*** Opening Supplied data ***

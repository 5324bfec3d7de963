//! In-Memory Repository Implementation
//!
//! Process-local credential store for development without a database and
//! for tests. Contents are lost on restart.

use std::collections::HashMap;
use std::sync::Arc;

use chrono::{DateTime, Utc};
use tokio::sync::RwLock;

use crate::domain::entity::user::User;
use crate::domain::repository::UserRepository;
use crate::domain::value_object::{UserId, email::Email, user_name::UserName};
use crate::error::{AuthError, AuthResult};

/// In-memory credential store
#[derive(Clone, Default)]
pub struct InMemoryUserRepository {
    users: Arc<RwLock<HashMap<UserId, User>>>,
}

impl InMemoryUserRepository {
    pub fn new() -> Self {
        Self::default()
    }

    /// Number of stored users
    pub async fn len(&self) -> usize {
        self.users.read().await.len()
    }

    pub async fn is_empty(&self) -> bool {
        self.users.read().await.is_empty()
    }
}

fn collides(existing: &User, user_name: &UserName, email: &Email) -> bool {
    existing.user_name == *user_name || existing.email == *email
}

impl UserRepository for InMemoryUserRepository {
    async fn create(&self, user: &User) -> AuthResult<()> {
        // Check and insert under one write lock
        let mut users = self.users.write().await;
        if users
            .values()
            .any(|u| u.user_id == user.user_id || collides(u, &user.user_name, &user.email))
        {
            return Err(AuthError::Conflict);
        }
        users.insert(user.user_id, user.clone());
        Ok(())
    }

    async fn find_by_id(&self, user_id: &UserId) -> AuthResult<Option<User>> {
        Ok(self.users.read().await.get(user_id).cloned())
    }

    async fn find_active_by_user_name(&self, user_name: &UserName) -> AuthResult<Option<User>> {
        Ok(self
            .users
            .read()
            .await
            .values()
            .find(|u| u.is_active && u.user_name == *user_name)
            .cloned())
    }

    async fn exists_by_user_name_or_email(
        &self,
        user_name: &UserName,
        email: &Email,
    ) -> AuthResult<bool> {
        Ok(self
            .users
            .read()
            .await
            .values()
            .any(|u| collides(u, user_name, email)))
    }

    async fn record_login(&self, user_id: &UserId, at: DateTime<Utc>) -> AuthResult<()> {
        let mut users = self.users.write().await;
        let user = users.get_mut(user_id).ok_or(AuthError::UserNotFound)?;
        user.record_login(at);
        Ok(())
    }

    async fn update(&self, user: &User) -> AuthResult<()> {
        let mut users = self.users.write().await;
        let stored = users.get_mut(&user.user_id).ok_or(AuthError::UserNotFound)?;
        stored.role = user.role;
        stored.is_active = user.is_active;
        stored.updated_at = user.updated_at;
        Ok(())
    }
}

#[cfg(test)]
mod tests {
    use super::*;
    use crate::domain::value_object::user_password::UserPassword;

    const PHC: &str = "$argon2id$v=19$m=1024,t=1,p=1$c29tZXNhbHQ$RdescudvJCsgt3ub+b+dWRWJTmaaJObG";

    fn user(name: &str, email: &str) -> User {
        User::new(
            UserName::new(name).unwrap(),
            Email::new(email).unwrap(),
            UserPassword::from_phc_string(PHC).unwrap(),
            Utc::now(),
        )
    }

    #[tokio::test]
    async fn test_duplicate_email_conflicts() {
        let repo = InMemoryUserRepository::new();
        repo.create(&user("alice", "shared@example.com")).await.unwrap();

        let result = repo.create(&user("bob", "shared@example.com")).await;
        assert!(matches!(result, Err(AuthError::Conflict)));
        assert_eq!(repo.len().await, 1);
    }

    #[tokio::test]
    async fn test_duplicate_user_name_conflicts() {
        let repo = InMemoryUserRepository::new();
        repo.create(&user("alice", "a@example.com")).await.unwrap();

        let result = repo.create(&user("alice", "b@example.com")).await;
        assert!(matches!(result, Err(AuthError::Conflict)));
    }

    #[tokio::test]
    async fn test_user_name_lookup_is_case_sensitive() {
        let repo = InMemoryUserRepository::new();
        repo.create(&user("Alice", "a@example.com")).await.unwrap();

        let exact = UserName::new("Alice").unwrap();
        let lower = UserName::new("alice").unwrap();
        assert!(repo.find_active_by_user_name(&exact).await.unwrap().is_some());
        assert!(repo.find_active_by_user_name(&lower).await.unwrap().is_none());
    }

    #[tokio::test]
    async fn test_inactive_users_are_not_found_by_name() {
        let repo = InMemoryUserRepository::new();
        let mut alice = user("alice", "a@example.com");
        repo.create(&alice).await.unwrap();

        alice.set_active(false, Utc::now());
        repo.update(&alice).await.unwrap();

        let name = UserName::new("alice").unwrap();
        assert!(repo.find_active_by_user_name(&name).await.unwrap().is_none());
        assert!(repo.find_by_id(&alice.user_id).await.unwrap().is_some());
    }

    #[tokio::test]
    async fn test_record_login() {
        let repo = InMemoryUserRepository::new();
        let alice = user("alice", "a@example.com");
        repo.create(&alice).await.unwrap();

        let at = Utc::now();
        repo.record_login(&alice.user_id, at).await.unwrap();

        let stored = repo.find_by_id(&alice.user_id).await.unwrap().unwrap();
        assert_eq!(stored.last_login_at, Some(at));
    }
}
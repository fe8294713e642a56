use async_trait::async_trait;
use serde_json::Value;
use std::collections::HashMap;
use std::str::FromStr;
use std::sync::Mutex;
use surf::http::headers::HeaderName;
use surf::http::Method;
use surf::{Client, Url};
use utils::surf_logging::SurfLogging;

/// Headers attached to every authorized request so intermediaries never serve
/// a stale response.
pub const NO_CACHE_HEADERS: [(&str, &str); 3] = [
    ("Cache-Control", "no-cache, no-store, must-revalidate"),
    ("Pragma", "no-cache"),
    ("Expires", "0"),
];

/// A request about to be handed to the transport.
#[derive(Debug, Clone)]
pub struct HttpRequest {
    pub method: Method,
    pub url: String,
    pub headers: Vec<(String, String)>,
    pub body: Option<Value>,
}

impl HttpRequest {
    pub fn new<S: Into<String>>(method: Method, url: S) -> Self {
        Self {
            method,
            url: url.into(),
            headers: vec![],
            body: None,
        }
    }

    pub fn get<S: Into<String>>(url: S) -> Self {
        Self::new(Method::Get, url)
    }

    pub fn post<S: Into<String>>(url: S, body: Option<Value>) -> Self {
        let mut request = Self::new(Method::Post, url);
        request.body = body;
        request
    }

    pub fn put<S: Into<String>>(url: S, body: Option<Value>) -> Self {
        let mut request = Self::new(Method::Put, url);
        request.body = body;
        request
    }

    pub fn delete<S: Into<String>>(url: S) -> Self {
        Self::new(Method::Delete, url)
    }

    pub fn with_header<K: Into<String>, V: Into<String>>(mut self, name: K, value: V) -> Self {
        self.headers.push((name.into(), value.into()));
        self
    }
}

/// What came back from the wire, reduced to what the client needs.
///
/// Transport failures are represented as the synthetic `status: 0` response
/// instead of an error, so every call site can branch on the status uniformly.
#[derive(Debug, Clone, Default)]
pub struct RawResponse {
    pub status: u16,
    pub body: String,
    pub set_cookies: Vec<String>,
}

impl RawResponse {
    pub fn ok(&self) -> bool {
        (200..300).contains(&self.status)
    }

    pub fn network_failure() -> Self {
        Self {
            status: 0,
            body: String::new(),
            set_cookies: vec![],
        }
    }
}

/// The seam between the client and the network. Production uses
/// [`SurfTransport`]; tests script responses through a mock.
#[async_trait]
pub trait HttpTransport: Send + Sync {
    async fn send(&self, request: HttpRequest) -> RawResponse;
}

/// Transport backed by a [`surf::Client`] with request logging.
pub struct SurfTransport {
    client: Client,
}

impl SurfTransport {
    pub fn new() -> Self {
        Self {
            client: Client::new().with(SurfLogging),
        }
    }
}

impl Default for SurfTransport {
    fn default() -> Self {
        Self::new()
    }
}

#[async_trait]
impl HttpTransport for SurfTransport {
    async fn send(&self, request: HttpRequest) -> RawResponse {
        let url = match Url::parse(&request.url) {
            Ok(url) => url,
            Err(err) => {
                log::warn!("Invalid request URL {}: {}", request.url, err);
                return RawResponse::network_failure();
            }
        };

        let mut req = surf::Request::new(request.method, url);
        for (name, value) in &request.headers {
            match HeaderName::from_str(name) {
                Ok(name) => {
                    req.insert_header(name, value.as_str());
                }
                Err(err) => log::warn!("Skipping invalid header {}: {}", name, err),
            }
        }
        if let Some(body) = &request.body {
            match surf::Body::from_json(body) {
                Ok(body) => req.set_body(body),
                Err(err) => {
                    log::warn!("Failed to encode request body: {}", err);
                    return RawResponse::network_failure();
                }
            }
        }

        let mut response = match self.client.send(req).await {
            Ok(response) => response,
            Err(err) => {
                log::warn!("Request to {} failed: {}", request.url, err);
                return RawResponse::network_failure();
            }
        };

        let body = match response.body_string().await {
            Ok(body) => body,
            Err(err) => {
                log::warn!("Failed to read response body from {}: {}", request.url, err);
                String::new()
            }
        };
        let set_cookies = response
            .header(surf::http::headers::SET_COOKIE)
            .map(|values| values.iter().map(|value| value.as_str().to_string()).collect())
            .unwrap_or_default();

        RawResponse {
            status: u16::from(response.status()),
            body,
            set_cookies,
        }
    }
}

/// Minimal cookie jar standing in for the browser's `credentials: include`.
/// Session cookies set by the auth endpoints are replayed on every request.
#[derive(Default)]
pub struct CookieJar {
    cookies: Mutex<HashMap<String, String>>,
}

impl CookieJar {
    pub fn new() -> Self {
        Self::default()
    }

    /// Record any `Set-Cookie` headers carried by `response`. An empty value
    /// removes the cookie.
    pub fn absorb(&self, response: &RawResponse) {
        if response.set_cookies.is_empty() {
            return;
        }
        let mut cookies = self.lock();
        for raw in &response.set_cookies {
            let Some(pair) = raw.split(';').next() else {
                continue;
            };
            let Some((name, value)) = pair.split_once('=') else {
                continue;
            };
            let name = name.trim();
            let value = value.trim();
            if name.is_empty() {
                continue;
            }
            if value.is_empty() {
                cookies.remove(name);
            } else {
                cookies.insert(name.to_string(), value.to_string());
            }
        }
    }

    /// Value for the `Cookie` header, or `None` when the jar is empty.
    pub fn header_value(&self) -> Option<String> {
        let cookies = self.lock();
        if cookies.is_empty() {
            return None;
        }
        let mut pairs: Vec<String> = cookies
            .iter()
            .map(|(name, value)| format!("{}={}", name, value))
            .collect();
        pairs.sort();
        Some(pairs.join("; "))
    }

    pub fn clear(&self) {
        self.lock().clear();
    }

    fn lock(&self) -> std::sync::MutexGuard<'_, HashMap<String, String>> {
        match self.cookies.lock() {
            Ok(guard) => guard,
            Err(poisoned) => poisoned.into_inner(),
        }
    }
}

*** Closing Supplied data ***

**What is expected:** Search the listing for the word "stored", and copy every line in which it is found.

**Completed task:**
    /// Number of stored users
        let stored = users.get_mut(&user.user_id).ok_or(AuthError::UserNotFound)?;
        stored.role = user.role;
        stored.is_active = user.is_active;
        stored.updated_at = user.updated_at;
        let stored = repo.find_by_id(&alice.user_id).await.unwrap().unwrap();
        assert_eq!(stored.last_login_at, Some(at));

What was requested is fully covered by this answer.